Supernova is Matterport's design system. What initially started as the cleanup and reorganization of a couple of antiquated component libraries turned into a journey to develop a system of reusable styles, components, and patterns for all web products at Matterport.
Lack of a system meant that our products felt disjointed. Users had confusing experiences when going from one product surface to another. And, our engineers were building all UI elements bespoke for their products. It was inefficient and a poor use of everyone’s time.
The Supernova effort was comprised of anywhere from three to five engineers and one designer dedicating any free time they might have, and myself.
The amount of work designers at Matterport had and still have on their plates at any given time, versus the amount of time they have, isn’t ideal. As a result, certain things, like, file hygiene, or, trying to design reusable components, can fall by the wayside.

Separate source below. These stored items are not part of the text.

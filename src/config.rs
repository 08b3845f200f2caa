//! Client configuration loaded from the environment.

use std::time::Duration;

use crate::error::ConfigError;

/// Default service host used when `TRAINERDEX_HOST` is unset.
pub const DEFAULT_HOST: &str = "https://trainerdex.app/";

const DEFAULT_MAX_ATTEMPTS: u32 = 5;
const DEFAULT_INITIAL_BACKOFF_MS: u64 = 1000;

/// Settings for building an [`HttpConnector`](crate::HttpConnector).
#[derive(Debug, Clone, PartialEq, Eq)]
pub struct Config {
    /// Base URL of the TrainerDex service
    pub host: String,
    /// API token sent as `Authorization: Token <token>`
    pub token: Option<String>,
    /// User agent sent with every request
    pub user_agent: String,
    /// Maximum attempts for requests failing with a retryable error
    pub max_attempts: u32,
    /// Backoff before the first retry, doubled on every subsequent attempt
    pub initial_backoff: Duration,
}

impl Default for Config {
    fn default() -> Self {
        Self {
            host: DEFAULT_HOST.to_string(),
            token: None,
            user_agent: default_user_agent(),
            max_attempts: DEFAULT_MAX_ATTEMPTS,
            initial_backoff: Duration::from_millis(DEFAULT_INITIAL_BACKOFF_MS),
        }
    }
}

impl Config {
    /// Loads a `.env` file if one is present, then reads the configuration from the environment.
    pub fn load() -> Result<Self, ConfigError> {
        dotenvy::dotenv().ok();
        Self::from_env()
    }

    /// Reads the configuration from the process environment.
    ///
    /// # Variables
    /// - `TRAINERDEX_HOST` - Service base URL, defaults to [`DEFAULT_HOST`]
    /// - `TRAINERDEX_TOKEN` - Optional API token
    /// - `TRAINERDEX_USER_AGENT` - Optional user agent override
    /// - `TRAINERDEX_MAX_ATTEMPTS` - Positive integer, defaults to 5
    /// - `TRAINERDEX_INITIAL_BACKOFF_MS` - Integer milliseconds, defaults to 1000
    ///
    /// # Returns
    /// - `Ok(Config)` - Configuration with defaults applied for unset variables
    /// - `Err(ConfigError::InvalidEnvValue)` - A numeric variable failed to parse
    pub fn from_env() -> Result<Self, ConfigError> {
        Self::from_lookup(|var| std::env::var(var).ok())
    }

    /// Builds the configuration from an arbitrary variable lookup.
    pub fn from_lookup<F>(lookup: F) -> Result<Self, ConfigError>
    where
        F: Fn(&str) -> Option<String>,
    {
        let defaults = Self::default();

        let host = lookup("TRAINERDEX_HOST")
            .filter(|host| !host.trim().is_empty())
            .unwrap_or(defaults.host);
        let token = lookup("TRAINERDEX_TOKEN").filter(|token| !token.trim().is_empty());
        let user_agent = lookup("TRAINERDEX_USER_AGENT").unwrap_or(defaults.user_agent);

        let max_attempts = match lookup("TRAINERDEX_MAX_ATTEMPTS") {
            Some(value) => match value.trim().parse::<u32>() {
                Ok(0) => {
                    return Err(ConfigError::InvalidEnvValue {
                        var: "TRAINERDEX_MAX_ATTEMPTS".to_string(),
                        reason: "must be at least 1".to_string(),
                    })
                }
                Ok(attempts) => attempts,
                Err(e) => {
                    return Err(ConfigError::InvalidEnvValue {
                        var: "TRAINERDEX_MAX_ATTEMPTS".to_string(),
                        reason: e.to_string(),
                    })
                }
            },
            None => defaults.max_attempts,
        };

        let initial_backoff = match lookup("TRAINERDEX_INITIAL_BACKOFF_MS") {
            Some(value) => value
                .trim()
                .parse::<u64>()
                .map(Duration::from_millis)
                .map_err(|e| ConfigError::InvalidEnvValue {
                    var: "TRAINERDEX_INITIAL_BACKOFF_MS".to_string(),
                    reason: e.to_string(),
                })?,
            None => defaults.initial_backoff,
        };

        Ok(Self {
            host,
            token,
            user_agent,
            max_attempts,
            initial_backoff,
        })
    }
}

fn default_user_agent() -> String {
    format!(
        "trainerdex-rs/{} (+https://github.com/TrainerDex/trainerdex-rs)",
        env!("CARGO_PKG_VERSION")
    )
}

#[cfg(test)]
mod tests {
    use std::collections::HashMap;

    use super::*;

    fn lookup(vars: &[(&str, &str)]) -> impl Fn(&str) -> Option<String> {
        let vars: HashMap<String, String> = vars
            .iter()
            .map(|(k, v)| (k.to_string(), v.to_string()))
            .collect();
        move |key| vars.get(key).cloned()
    }

    #[test]
    fn applies_defaults_when_unset() {
        let config = Config::from_lookup(lookup(&[])).unwrap();

        assert_eq!(config, Config::default());
        assert_eq!(config.host, DEFAULT_HOST);
        assert!(config.token.is_none());
    }

    #[test]
    fn reads_all_variables() {
        let config = Config::from_lookup(lookup(&[
            ("TRAINERDEX_HOST", "http://localhost:8000/"),
            ("TRAINERDEX_TOKEN", "abc123"),
            ("TRAINERDEX_USER_AGENT", "TestBot/1.0"),
            ("TRAINERDEX_MAX_ATTEMPTS", "2"),
            ("TRAINERDEX_INITIAL_BACKOFF_MS", "10"),
        ]))
        .unwrap();

        assert_eq!(config.host, "http://localhost:8000/");
        assert_eq!(config.token.as_deref(), Some("abc123"));
        assert_eq!(config.user_agent, "TestBot/1.0");
        assert_eq!(config.max_attempts, 2);
        assert_eq!(config.initial_backoff, Duration::from_millis(10));
    }

    #[test]
    fn rejects_invalid_attempts() {
        let zero = Config::from_lookup(lookup(&[("TRAINERDEX_MAX_ATTEMPTS", "0")]));
        assert!(matches!(zero, Err(ConfigError::InvalidEnvValue { .. })));

        let text = Config::from_lookup(lookup(&[("TRAINERDEX_MAX_ATTEMPTS", "many")]));
        assert!(matches!(text, Err(ConfigError::InvalidEnvValue { .. })));
    }

    #[test]
    fn blank_token_is_treated_as_unset() {
        let config = Config::from_lookup(lookup(&[("TRAINERDEX_TOKEN", "  ")])).unwrap();
        assert!(config.token.is_none());
    }
}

There were some component and style libraries in disparate parts of our Figma organization. Additionally, teams maintained their own libraries in their own ways and didn’t talk to any of the other teams. This resulted in both no source of truth for components and very a lack of consistency across common components.

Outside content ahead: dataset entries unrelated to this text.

//! Tests for Client's user entry points.

use mockito::Matcher;
use serde_json::json;
use trainerdex::{Error, TrainerId, UserId};

use super::*;

/// Tests fetching a user and resolving their trainer.
///
/// Expected: one GET of the user and one of the trainer
#[tokio::test]
async fn gets_user_and_trainer() -> Result<(), Error> {
    let mut test = TestSetup::new().await;
    let user = test.api().with_mock_user(10, "ash", Some(1));
    let user_endpoint = test.api().create_user_endpoint(10, &user, 1);
    let trainer = test.api().with_mock_trainer(1, 10, "Ash");
    let trainer_endpoint = test.api().create_trainer_endpoint(1, &trainer, 1);

    let user = client(&test).get_user(UserId(10)).await?;
    let trainer = user.trainer().await?;

    user_endpoint.assert();
    trainer_endpoint.assert();
    assert_eq!(user.username(), "ash");
    assert_eq!(trainer.map(|trainer| trainer.trainer_id()), Some(TrainerId(1)));

    Ok(())
}

/// Tests listing users.
///
/// Expected: every record decoded
#[tokio::test]
async fn lists_users() -> Result<(), Error> {
    let mut test = TestSetup::new().await;
    let body = json!([
        test.api().with_mock_user(10, "ash", Some(1)),
        test.api().with_mock_user(11, "misty", None),
    ]);
    let endpoint = test.api().create_endpoint("GET", "/users/", 200, &body, 1);

    let users = client(&test).get_users().await?;

    endpoint.assert();
    assert_eq!(users.len(), 2);
    assert_eq!(users[1].trainer_id(), None);

    Ok(())
}

/// Tests creating a user.
///
/// Expected: POST /users/ with username and first name
#[tokio::test]
async fn creates_user() -> Result<(), Error> {
    let mut test = TestSetup::new().await;
    let response = test.api().with_mock_user(12, "brock", None);
    let endpoint = test
        .server
        .mock("POST", "/api/v1/users/")
        .match_body(Matcher::PartialJson(json!({
            "username": "brock",
            "first_name": "Jay",
        })))
        .with_status(201)
        .with_header("content-type", "application/json")
        .with_body(response.to_string())
        .expect(1)
        .create();

    let user = client(&test).create_user("brock", Some("Jay")).await?;

    endpoint.assert();
    assert_eq!(user.user_id(), UserId(12));

    Ok(())
}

Matterport had gone through a small brand refresh about a year or two before I joined. As part of that work, a type scale and color palette were already in place. For Supernova, we took these styles, solidified a few other visual design fundamentals (elevation, shape, spacing), and organized them into a library called Foundations. Working with engineering, we also tokenized these styles so designers could easily refer to them when handing off designs to engineers.

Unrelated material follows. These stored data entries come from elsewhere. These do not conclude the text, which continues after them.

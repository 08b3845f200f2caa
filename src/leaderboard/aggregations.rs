use serde::{Deserialize, Deserializer};

use super::entry::LeaderboardEntry;
use crate::{
    error::Error,
    model::{decode, Record},
};

/// Summary statistics over the values of a leaderboard page.
#[derive(Debug, Clone, Copy, Default, PartialEq, Deserialize)]
#[serde(default)]
pub struct Aggregations {
    /// Mean value
    #[serde(deserialize_with = "null_as_zero")]
    pub avg: f64,
    /// Number of entries
    #[serde(deserialize_with = "null_as_zero")]
    pub count: u64,
    /// Lowest value
    #[serde(deserialize_with = "null_as_zero")]
    pub min: f64,
    /// Highest value
    #[serde(deserialize_with = "null_as_zero")]
    pub max: f64,
    /// Sum of every value
    #[serde(deserialize_with = "null_as_zero")]
    pub sum: f64,
}

impl Aggregations {
    /// Reads a summary sent by the service. Missing or null fields are zero.
    pub fn from_record(record: Record) -> Result<Self, Error> {
        decode(record)
    }

    /// Computes the summary of `entries`. An empty page summarises to all zeroes.
    pub fn from_entries<'a, I>(entries: I) -> Self
    where
        I: IntoIterator<Item = &'a LeaderboardEntry>,
    {
        let mut aggregations = Self::default();
        for entry in entries {
            let value = entry.value();
            if aggregations.count == 0 {
                aggregations.min = value;
                aggregations.max = value;
            } else {
                aggregations.min = aggregations.min.min(value);
                aggregations.max = aggregations.max.max(value);
            }
            aggregations.sum += value;
            aggregations.count += 1;
        }
        if aggregations.count > 0 {
            aggregations.avg = aggregations.sum / aggregations.count as f64;
        }
        aggregations
    }
}

/// An empty page is summarised with nulls.
fn null_as_zero<'de, D, T>(deserializer: D) -> Result<T, D::Error>
where
    D: Deserializer<'de>,
    T: Deserialize<'de> + Default,
{
    Ok(Option::<T>::deserialize(deserializer)?.unwrap_or_default())
}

Working with a designer external to Matterport, we created a new product iconography system along with guidelines for how designers might create their own icons to fit within the system.
Given the lack of consistency with our core components (e.g., buttons, dividers, form fields, etc.), my manager and I determined putting together a component library that consolidated all these styles into something the entire design team could support and use would be an extremely high ROI for us.
And finally, in an effort to make some of this work easily accessible and more visible, we hosted our components on Storybook. Here, people can interact with the actual, final versions of the components.
Without a dedicated team, design systems are always going to be uphill battles. They are products, and, in theory, their development should work like a product team. At the beginning of 2023, due to limited resources, the company needed to tighten the belt on certain initiatives. Supernova lives on in maintenance mode but is still used every single day across the company.